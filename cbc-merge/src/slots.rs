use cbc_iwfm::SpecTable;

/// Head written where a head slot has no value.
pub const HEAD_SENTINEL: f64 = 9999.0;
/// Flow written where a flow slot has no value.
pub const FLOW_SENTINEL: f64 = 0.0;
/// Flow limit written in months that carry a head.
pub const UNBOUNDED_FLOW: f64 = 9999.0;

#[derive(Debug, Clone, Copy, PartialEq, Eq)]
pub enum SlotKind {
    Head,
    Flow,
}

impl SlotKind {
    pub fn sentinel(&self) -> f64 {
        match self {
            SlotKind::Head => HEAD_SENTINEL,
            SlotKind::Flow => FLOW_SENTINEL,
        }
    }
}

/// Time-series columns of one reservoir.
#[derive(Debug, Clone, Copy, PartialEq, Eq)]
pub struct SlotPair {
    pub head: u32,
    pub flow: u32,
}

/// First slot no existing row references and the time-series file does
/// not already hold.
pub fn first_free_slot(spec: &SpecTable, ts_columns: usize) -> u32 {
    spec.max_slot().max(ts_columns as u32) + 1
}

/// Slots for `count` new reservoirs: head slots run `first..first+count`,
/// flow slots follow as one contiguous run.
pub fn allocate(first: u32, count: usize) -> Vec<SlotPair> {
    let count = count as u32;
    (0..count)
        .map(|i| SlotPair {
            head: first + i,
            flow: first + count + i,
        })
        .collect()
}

======

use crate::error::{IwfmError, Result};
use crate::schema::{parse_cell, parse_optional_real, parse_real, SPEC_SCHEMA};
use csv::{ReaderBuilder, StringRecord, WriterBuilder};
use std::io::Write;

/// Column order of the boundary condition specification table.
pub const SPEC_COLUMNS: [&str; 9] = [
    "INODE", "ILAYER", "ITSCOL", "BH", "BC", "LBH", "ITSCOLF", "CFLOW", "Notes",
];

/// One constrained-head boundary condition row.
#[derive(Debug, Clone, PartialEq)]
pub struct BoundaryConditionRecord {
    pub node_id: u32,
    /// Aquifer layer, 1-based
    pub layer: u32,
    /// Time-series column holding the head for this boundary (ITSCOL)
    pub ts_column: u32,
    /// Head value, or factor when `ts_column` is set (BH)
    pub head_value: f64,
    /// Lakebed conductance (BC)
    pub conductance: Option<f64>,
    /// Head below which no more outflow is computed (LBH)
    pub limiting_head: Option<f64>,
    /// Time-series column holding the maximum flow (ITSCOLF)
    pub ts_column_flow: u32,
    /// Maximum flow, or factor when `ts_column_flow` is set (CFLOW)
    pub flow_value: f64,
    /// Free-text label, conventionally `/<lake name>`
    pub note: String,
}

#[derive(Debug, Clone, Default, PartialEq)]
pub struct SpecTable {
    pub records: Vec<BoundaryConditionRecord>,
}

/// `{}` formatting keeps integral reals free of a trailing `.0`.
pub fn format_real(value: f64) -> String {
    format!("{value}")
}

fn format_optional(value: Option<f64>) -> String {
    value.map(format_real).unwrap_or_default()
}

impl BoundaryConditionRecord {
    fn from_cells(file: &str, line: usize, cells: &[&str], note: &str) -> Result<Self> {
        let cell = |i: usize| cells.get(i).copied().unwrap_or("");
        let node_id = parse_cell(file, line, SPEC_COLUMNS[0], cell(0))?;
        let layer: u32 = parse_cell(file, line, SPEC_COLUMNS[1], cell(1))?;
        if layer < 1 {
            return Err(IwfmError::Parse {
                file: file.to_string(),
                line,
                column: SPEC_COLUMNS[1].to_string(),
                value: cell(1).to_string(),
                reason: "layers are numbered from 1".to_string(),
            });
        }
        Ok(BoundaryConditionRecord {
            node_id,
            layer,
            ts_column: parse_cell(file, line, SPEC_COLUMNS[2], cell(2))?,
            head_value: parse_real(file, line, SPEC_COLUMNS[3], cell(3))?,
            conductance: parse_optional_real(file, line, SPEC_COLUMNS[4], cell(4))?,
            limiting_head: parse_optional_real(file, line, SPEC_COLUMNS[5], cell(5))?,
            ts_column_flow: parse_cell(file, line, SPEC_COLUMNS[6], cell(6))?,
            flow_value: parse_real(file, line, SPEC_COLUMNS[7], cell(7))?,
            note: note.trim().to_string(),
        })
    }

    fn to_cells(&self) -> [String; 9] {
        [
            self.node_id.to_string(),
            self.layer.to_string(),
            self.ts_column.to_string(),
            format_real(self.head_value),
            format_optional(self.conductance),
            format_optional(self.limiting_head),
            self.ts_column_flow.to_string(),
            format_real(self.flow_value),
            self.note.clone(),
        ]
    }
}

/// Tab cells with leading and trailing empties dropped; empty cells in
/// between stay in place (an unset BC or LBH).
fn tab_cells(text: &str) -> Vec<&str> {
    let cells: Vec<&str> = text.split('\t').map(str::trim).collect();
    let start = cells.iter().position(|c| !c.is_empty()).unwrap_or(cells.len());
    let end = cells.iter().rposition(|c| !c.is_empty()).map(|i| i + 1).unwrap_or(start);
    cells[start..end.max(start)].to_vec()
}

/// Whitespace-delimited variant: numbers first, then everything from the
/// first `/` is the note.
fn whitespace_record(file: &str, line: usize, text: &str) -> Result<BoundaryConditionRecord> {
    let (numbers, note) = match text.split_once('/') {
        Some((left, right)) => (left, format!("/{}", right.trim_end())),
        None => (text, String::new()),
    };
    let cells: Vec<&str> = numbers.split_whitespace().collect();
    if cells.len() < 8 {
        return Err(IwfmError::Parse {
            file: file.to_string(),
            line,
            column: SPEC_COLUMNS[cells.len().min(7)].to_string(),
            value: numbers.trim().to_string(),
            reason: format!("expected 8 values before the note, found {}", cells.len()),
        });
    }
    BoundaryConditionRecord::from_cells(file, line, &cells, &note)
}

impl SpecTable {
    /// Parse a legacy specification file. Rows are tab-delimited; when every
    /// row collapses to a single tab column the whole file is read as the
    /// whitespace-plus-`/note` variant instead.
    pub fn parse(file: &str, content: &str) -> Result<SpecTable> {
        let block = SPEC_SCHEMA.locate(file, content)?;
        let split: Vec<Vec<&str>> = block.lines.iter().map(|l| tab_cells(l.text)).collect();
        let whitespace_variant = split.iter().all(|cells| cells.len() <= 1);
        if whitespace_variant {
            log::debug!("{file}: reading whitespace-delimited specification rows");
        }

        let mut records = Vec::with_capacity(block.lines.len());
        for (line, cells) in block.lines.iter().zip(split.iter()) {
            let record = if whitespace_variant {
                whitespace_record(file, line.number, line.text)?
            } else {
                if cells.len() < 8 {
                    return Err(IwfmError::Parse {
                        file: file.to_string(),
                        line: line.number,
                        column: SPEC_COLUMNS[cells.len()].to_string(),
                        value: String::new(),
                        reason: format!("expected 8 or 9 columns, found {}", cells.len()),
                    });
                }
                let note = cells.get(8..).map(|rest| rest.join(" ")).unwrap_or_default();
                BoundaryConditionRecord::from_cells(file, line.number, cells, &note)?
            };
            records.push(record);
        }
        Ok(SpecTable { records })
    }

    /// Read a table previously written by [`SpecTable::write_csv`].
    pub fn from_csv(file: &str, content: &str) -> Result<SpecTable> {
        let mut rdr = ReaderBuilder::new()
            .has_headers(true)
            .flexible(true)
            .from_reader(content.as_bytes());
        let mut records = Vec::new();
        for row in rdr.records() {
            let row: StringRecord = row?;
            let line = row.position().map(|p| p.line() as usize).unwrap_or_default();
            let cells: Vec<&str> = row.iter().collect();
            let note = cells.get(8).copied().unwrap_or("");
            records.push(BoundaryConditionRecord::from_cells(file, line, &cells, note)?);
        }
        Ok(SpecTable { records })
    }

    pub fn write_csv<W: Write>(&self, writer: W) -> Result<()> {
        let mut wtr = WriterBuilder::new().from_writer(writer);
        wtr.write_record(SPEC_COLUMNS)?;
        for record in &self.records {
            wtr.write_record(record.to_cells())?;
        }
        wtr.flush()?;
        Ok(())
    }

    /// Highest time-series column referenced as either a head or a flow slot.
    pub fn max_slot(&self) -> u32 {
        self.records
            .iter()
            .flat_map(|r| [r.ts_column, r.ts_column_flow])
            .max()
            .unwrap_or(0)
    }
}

======

> WHAT TO DO
Each line in the material above that mentions the word "found" must be copied.

> TASK ANSWER
            reason: format!("expected 8 values before the note, found {}", cells.len()),
                        reason: format!("expected 8 or 9 columns, found {}", cells.len()),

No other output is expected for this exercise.